◆ **RECORDS PROVIDED**:
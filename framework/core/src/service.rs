use openlcb_defs::ServiceType;

pub trait OpenLcbService {
    /// Runs the service initialization
    fn init() {}

    /// Returns the service ID
    ///
    /// By default it returns [`ServiceType::None`] which means that the
    /// service should not communicate.
    fn service_id() -> ServiceType {
        ServiceType::None
    }

    /// Returns the service version
    fn service_version() -> u8 {
        0
    }
}
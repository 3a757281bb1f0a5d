//! Persisted row types for output projects and milestones.

use serde::{Deserialize, Serialize};

/// Lifecycle of an output project. Transitions are forward-only:
/// created → initialized (first agent spawn) → active (agent id captured).
#[derive(Debug, Clone, Copy, PartialEq, Eq, Serialize, Deserialize, sqlx::Type)]
#[serde(rename_all = "lowercase")]
#[sqlx(rename_all = "lowercase")]
pub enum ProjectStatus {
    Created,
    Initialized,
    Active,
}

impl ProjectStatus {
    pub fn as_str(self) -> &'static str {
        match self {
            Self::Created => "created",
            Self::Initialized => "initialized",
            Self::Active => "active",
        }
    }
}

/// A long-running agent engagement rooted at one workspace directory.
#[derive(Debug, Clone, Serialize, Deserialize, sqlx::FromRow)]
pub struct OutputProject {
    pub id: String,
    /// Filesystem directory the agent runs from. Invariant across all
    /// milestones of the project.
    pub workspace_path: String,
    /// The agent's own conversation id, learned from its init frame.
    /// NULL until first capture; set once, then stable.
    pub agent_session_id: Option<String>,
    pub status: ProjectStatus,
    pub created_at: i64,
    pub updated_at: i64,
}

/// A single work unit within an output project.
#[derive(Debug, Clone, Serialize, Deserialize, sqlx::FromRow)]
pub struct Milestone {
    pub id: String,
    pub output_project_id: String,
    /// Workspace-relative context file the agent is directed to read.
    pub context_file_path: String,
    pub created_at: i64,
    /// Set when the milestone has been handed to the agent (by spawn or by
    /// stdin injection). NULL means not yet delivered.
    pub dispatched_at: Option<i64>,
    /// Written by external collaborators when the work unit finishes.
    pub completed_at: Option<i64>,
}
//! Pre-shared API key authentication.
//!
//! REST endpoints other than the health probe expect
//! `Authorization: Bearer <key>`. Terminal WebSocket upgrades carry the key
//! as a `?token=` query parameter instead, since browsers offer no way to
//! attach headers to an upgrade request. One key, one tenant.

use axum::{
    extract::Request,
    http::{header, HeaderMap, StatusCode},
    middleware::Next,
    response::{IntoResponse, Response},
    Json,
};
use serde_json::json;

/// The expected key, injected as a router-level extension so the middleware
/// has no dependency on `AppState`.
#[derive(Clone)]
pub struct ApiKey(pub String);

/// Middleware guarding the REST surface.
///
/// Responds `401` when no Bearer token is present, `403` when the token does
/// not match, and `500` when the [`ApiKey`] extension was never installed
/// (a wiring bug, not a client error).
pub async fn require_api_key(request: Request, next: Next) -> Response {
    let Some(ApiKey(expected)) = request.extensions().get::<ApiKey>().cloned() else {
        return reject(
            StatusCode::INTERNAL_SERVER_ERROR,
            "API key extension missing",
        );
    };

    let Some(provided) = bearer_token(request.headers()) else {
        return reject(StatusCode::UNAUTHORIZED, "Bearer token required");
    };

    if constant_time_eq(expected.as_bytes(), provided.as_bytes()) {
        next.run(request).await
    } else {
        reject(StatusCode::FORBIDDEN, "API key rejected")
    }
}

fn reject(status: StatusCode, message: &str) -> Response {
    (status, Json(json!({ "error": message }))).into_response()
}

/// Pull the token out of an `Authorization: Bearer …` header, if one exists.
fn bearer_token(headers: &HeaderMap) -> Option<&str> {
    headers
        .get(header::AUTHORIZATION)?
        .to_str()
        .ok()?
        .strip_prefix("Bearer ")
}

/// Timing-safe equality against the configured key.
///
/// Walks every byte of `expected` no matter where a mismatch occurs, with a
/// fixed pad standing in for missing `provided` bytes, so response timing
/// reveals neither the key length nor a matching prefix.
pub fn constant_time_eq(expected: &[u8], provided: &[u8]) -> bool {
    let mut diff = u8::from(expected.len() != provided.len());
    for (i, &byte) in expected.iter().enumerate() {
        diff |= byte ^ provided.get(i).copied().unwrap_or(0xaa);
    }
    diff == 0
}

#[cfg(test)]
mod tests {
    use super::*;
    use axum::http::HeaderValue;

    #[test]
    fn test_constant_time_eq_matches() {
        assert!(constant_time_eq(b"secret", b"secret"));
        assert!(constant_time_eq(b"", b""));
    }

    #[test]
    fn test_constant_time_eq_rejects() {
        assert!(!constant_time_eq(b"secret", b"Secret"));
        assert!(!constant_time_eq(b"secret", b"secre"));
        assert!(!constant_time_eq(b"secret", b"secrets"));
        assert!(!constant_time_eq(b"secret", b""));
    }

    #[test]
    fn test_bearer_token_extraction() {
        let mut headers = HeaderMap::new();
        headers.insert(header::AUTHORIZATION, HeaderValue::from_static("Bearer abc"));
        assert_eq!(bearer_token(&headers), Some("abc"));

        headers.insert(header::AUTHORIZATION, HeaderValue::from_static("Basic abc"));
        assert_eq!(bearer_token(&headers), None);

        headers.clear();
        assert_eq!(bearer_token(&headers), None);
    }
}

◆ **WHAT IS NEEDED**:
An exact copy of every record is needed; write it out in full.

◆ **EXERCISE ANSWER**:
filename framework/core/src/service.rs
use openlcb_defs::ServiceType;

pub trait OpenLcbService {
    /// Runs the service initialization
    fn init() {}

    /// Returns the service ID
    ///
    /// By default it returns [`ServiceType::None`] which means that the
    /// service should not communicate.
    fn service_id() -> ServiceType {
        ServiceType::None
    }

    /// Returns the service version
    fn service_version() -> u8 {
        0
    }
}
repository 3a757281bb1f0a5d
//! Persisted row types for output projects and milestones.

use serde::{Deserialize, Serialize};

/// Lifecycle of an output project. Transitions are forward-only:
/// created → initialized (first agent spawn) → active (agent id captured).
#[derive(Debug, Clone, Copy, PartialEq, Eq, Serialize, Deserialize, sqlx::Type)]
#[serde(rename_all = "lowercase")]
#[sqlx(rename_all = "lowercase")]
pub enum ProjectStatus {
    Created,
    Initialized,
    Active,
}

impl ProjectStatus {
    pub fn as_str(self) -> &'static str {
        match self {
            Self::Created => "created",
            Self::Initialized => "initialized",
            Self::Active => "active",
        }
    }
}

/// A long-running agent engagement rooted at one workspace directory.
#[derive(Debug, Clone, Serialize, Deserialize, sqlx::FromRow)]
pub struct OutputProject {
    pub id: String,
    /// Filesystem directory the agent runs from. Invariant across all
    /// milestones of the project.
    pub workspace_path: String,
    /// The agent's own conversation id, learned from its init frame.
    /// NULL until first capture; set once, then stable.
    pub agent_session_id: Option<String>,
    pub status: ProjectStatus,
    pub created_at: i64,
    pub updated_at: i64,
}

/// A single work unit within an output project.
#[derive(Debug, Clone, Serialize, Deserialize, sqlx::FromRow)]
pub struct Milestone {
    pub id: String,
    pub output_project_id: String,
    /// Workspace-relative context file the agent is directed to read.
    pub context_file_path: String,
    pub created_at: i64,
    /// Set when the milestone has been handed to the agent (by spawn or by
    /// stdin injection). NULL means not yet delivered.
    pub dispatched_at: Option<i64>,
    /// Written by external collaborators when the work unit finishes.
    pub completed_at: Option<i64>,
}
//! Pre-shared API key authentication.
//!
//! REST endpoints other than the health probe expect
//! `Authorization: Bearer <key>`. Terminal WebSocket upgrades carry the key
//! as a `?token=` query parameter instead, since browsers offer no way to
//! attach headers to an upgrade request. One key, one tenant.

use axum::{
    extract::Request,
    http::{header, HeaderMap, StatusCode},
    middleware::Next,
    response::{IntoResponse, Response},
    Json,
};
use serde_json::json;

/// The expected key, injected as a router-level extension so the middleware
/// has no dependency on `AppState`.
#[derive(Clone)]
pub struct ApiKey(pub String);

/// Middleware guarding the REST surface.
///
/// Responds `401` when no Bearer token is present, `403` when the token does
/// not match, and `500` when the [`ApiKey`] extension was never installed
/// (a wiring bug, not a client error).
pub async fn require_api_key(request: Request, next: Next) -> Response {
    let Some(ApiKey(expected)) = request.extensions().get::<ApiKey>().cloned() else {
        return reject(
            StatusCode::INTERNAL_SERVER_ERROR,
            "API key extension missing",
        );
    };

    let Some(provided) = bearer_token(request.headers()) else {
        return reject(StatusCode::UNAUTHORIZED, "Bearer token required");
    };

    if constant_time_eq(expected.as_bytes(), provided.as_bytes()) {
        next.run(request).await
    } else {
        reject(StatusCode::FORBIDDEN, "API key rejected")
    }
}

fn reject(status: StatusCode, message: &str) -> Response {
    (status, Json(json!({ "error": message }))).into_response()
}

/// Pull the token out of an `Authorization: Bearer …` header, if one exists.
fn bearer_token(headers: &HeaderMap) -> Option<&str> {
    headers
        .get(header::AUTHORIZATION)?
        .to_str()
        .ok()?
        .strip_prefix("Bearer ")
}

/// Timing-safe equality against the configured key.
///
/// Walks every byte of `expected` no matter where a mismatch occurs, with a
/// fixed pad standing in for missing `provided` bytes, so response timing
/// reveals neither the key length nor a matching prefix.
pub fn constant_time_eq(expected: &[u8], provided: &[u8]) -> bool {
    let mut diff = u8::from(expected.len() != provided.len());
    for (i, &byte) in expected.iter().enumerate() {
        diff |= byte ^ provided.get(i).copied().unwrap_or(0xaa);
    }
    diff == 0
}

#[cfg(test)]
mod tests {
    use super::*;
    use axum::http::HeaderValue;

    #[test]
    fn test_constant_time_eq_matches() {
        assert!(constant_time_eq(b"secret", b"secret"));
        assert!(constant_time_eq(b"", b""));
    }

    #[test]
    fn test_constant_time_eq_rejects() {
        assert!(!constant_time_eq(b"secret", b"Secret"));
        assert!(!constant_time_eq(b"secret", b"secre"));
        assert!(!constant_time_eq(b"secret", b"secrets"));
        assert!(!constant_time_eq(b"secret", b""));
    }

    #[test]
    fn test_bearer_token_extraction() {
        let mut headers = HeaderMap::new();
        headers.insert(header::AUTHORIZATION, HeaderValue::from_static("Bearer abc"));
        assert_eq!(bearer_token(&headers), Some("abc"));

        headers.insert(header::AUTHORIZATION, HeaderValue::from_static("Basic abc"));
        assert_eq!(bearer_token(&headers), None);

        headers.clear();
        assert_eq!(bearer_token(&headers), None);
    }
}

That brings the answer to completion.